Il est vrai que Maggie De Block a donné un fameux coup de pression et fixé une date butoir pour la création de ces réseaux. Mais tout de même, les lignes sont en train de bouger. Au niveau local, les hôpitaux du secteur confessionnel s'apprêtent à s'engager à long terme avec les hôpitaux publics. Ils se rencontrent, se parlent, font des projets.
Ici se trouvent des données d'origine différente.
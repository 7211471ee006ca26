//! Error taxonomy for chain access and watcher handlers

use alloy::primitives::B256;
use std::fmt;
use thiserror::Error;

use crate::retry::{classify_error, ErrorClass};

/// Errors returned by a chain client
#[derive(Debug, Error)]
pub enum ChainError {
    /// RPC or network hiccup; retried on the next poll
    #[error("transient rpc error: {0}")]
    Transient(String),

    #[error("nonce too low: {0}")]
    NonceTooLow(String),

    /// The call reverted during estimation or execution
    #[error("call exception: {0}")]
    CallException(String),

    /// Mined with `status = 0`
    #[error("transaction {tx_hash} reverted")]
    Reverted { tx_hash: B256 },

    #[error("not found: {0}")]
    NotFound(String),

    #[error("rpc error: {0}")]
    Other(String),
}

impl ChainError {
    /// Build a `ChainError` from an RPC/provider error message.
    pub fn from_rpc(err: impl fmt::Display) -> Self {
        let msg = err.to_string();
        match classify_error(&msg) {
            ErrorClass::Transient => ChainError::Transient(msg),
            ErrorClass::NonceTooLow => ChainError::NonceTooLow(msg),
            ErrorClass::CallException => ChainError::CallException(msg),
            ErrorClass::Unknown => ChainError::Other(msg),
        }
    }

    pub fn is_transient(&self) -> bool {
        matches!(self, ChainError::Transient(_))
    }
}

/// Errors surfaced by a watcher handler
#[derive(Debug, Error)]
pub enum BonderError {
    #[error(transparent)]
    Chain(#[from] ChainError),

    /// Permanent per-record give-up
    #[error("{0} not found")]
    NotFound(String),

    /// Insufficient credit or balance; deferred to a later poll
    #[error("bond error: {0}")]
    Bond(String),

    /// Anything else; escalates to process exit
    #[error("{0:#}")]
    Unexpected(eyre::Report),
}

impl From<eyre::Report> for BonderError {
    fn from(e: eyre::Report) -> Self {
        BonderError::Unexpected(e)
    }
}

/// How a watcher loop reacts to a handler error
#[derive(Debug, Clone, Copy, PartialEq, Eq)]
pub enum ErrorKind {
    Transient,
    NotFound,
    Deferred,
    Reverted,
    Unexpected,
}

impl ErrorKind {
    pub fn as_str(&self) -> &'static str {
        match self {
            ErrorKind::Transient => "transient",
            ErrorKind::NotFound => "not_found",
            ErrorKind::Deferred => "deferred",
            ErrorKind::Reverted => "reverted",
            ErrorKind::Unexpected => "unexpected",
        }
    }
}

impl BonderError {
    pub fn kind(&self) -> ErrorKind {
        match self {
            BonderError::Chain(ChainError::Reverted { .. }) => ErrorKind::Reverted,
            BonderError::Chain(ChainError::NotFound(_)) | BonderError::NotFound(_) => {
                ErrorKind::NotFound
            }
            BonderError::Chain(_) => ErrorKind::Transient,
            BonderError::Bond(_) => ErrorKind::Deferred,
            BonderError::Unexpected(_) => ErrorKind::Unexpected,
        }
    }
}

/// Result of handling a single work item
#[derive(Debug, Clone, PartialEq, Eq)]
pub enum Outcome {
    /// A transaction was mined successfully
    Sent { tx_hash: B256 },
    /// The record already reached its target state, possibly through another bonder
    AlreadyHandled,
    /// Preconditions not met this cycle
    Skipped,
    /// Dry mode: the action was logged but not sent
    DryRun,
}

pub type HandlerResult = Result<Outcome, BonderError>;

#[cfg(test)]
mod tests {
    use super::*;

    #[test]
    fn test_from_rpc_classification() {
        assert!(ChainError::from_rpc("request timed out").is_transient());
        assert!(matches!(
            ChainError::from_rpc("nonce too low: next nonce 5"),
            ChainError::NonceTooLow(_)
        ));
        assert!(matches!(
            ChainError::from_rpc("execution reverted: L2_BRG: Not enough credit"),
            ChainError::CallException(_)
        ));
        assert!(matches!(ChainError::from_rpc("weird"), ChainError::Other(_)));
    }

    #[test]
    fn test_error_kinds() {
        let reverted = BonderError::from(ChainError::Reverted { tx_hash: B256::ZERO });
        assert_eq!(reverted.kind(), ErrorKind::Reverted);
        assert_eq!(BonderError::Bond("credit".into()).kind(), ErrorKind::Deferred);
        assert_eq!(BonderError::NotFound("transfer".into()).kind(), ErrorKind::NotFound);
        assert_eq!(
            BonderError::from(ChainError::Transient("503".into())).kind(),
            ErrorKind::Transient
        );
        assert_eq!(
            BonderError::from(eyre::eyre!("db down")).kind(),
            ErrorKind::Unexpected
        );
    }
}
Les politiciens locaux semblent avoir compris qu'ils ne doivent pas seulement développer les hôpitaux dans lesquels ils siègent mais qu'offrir à leur ville un réseau hospitalier cohérent et performant est un plus. Dans les hôpitaux privés, les directions générales semblent également avoir gagné en autonomie par rapport à leurs actionnaires historiques. En Wallonie, la fédération Unessa a réalisé depuis des mois un long travail de fond pour permettre aux acteurs hospitaliers de définir la composition et certains principes de fonctionnement des sept futurs réseaux.

Les hôpitaux francophones ont été moins rapides que les hôpitaux flamands à se lancer dans la dynamique des réseaux mais, selon plusieurs sources, il semblerait que les discussions sur la gouvernance et les stratégies médicales soient désormais plus abouties au Sud qu'au Nord du pays.

La balle est désormais dans le camp du nouveau gouvernement wallon. Les hôpitaux wallons réclament le fameux décret qui leur permettrait de réunir les hôpitaux privés et publics et de régler les problèmes statutaires. Le temps presse. Dans moins de trois mois, le 1er janvier 2020, les réseaux locorégionaux devront être une réalité.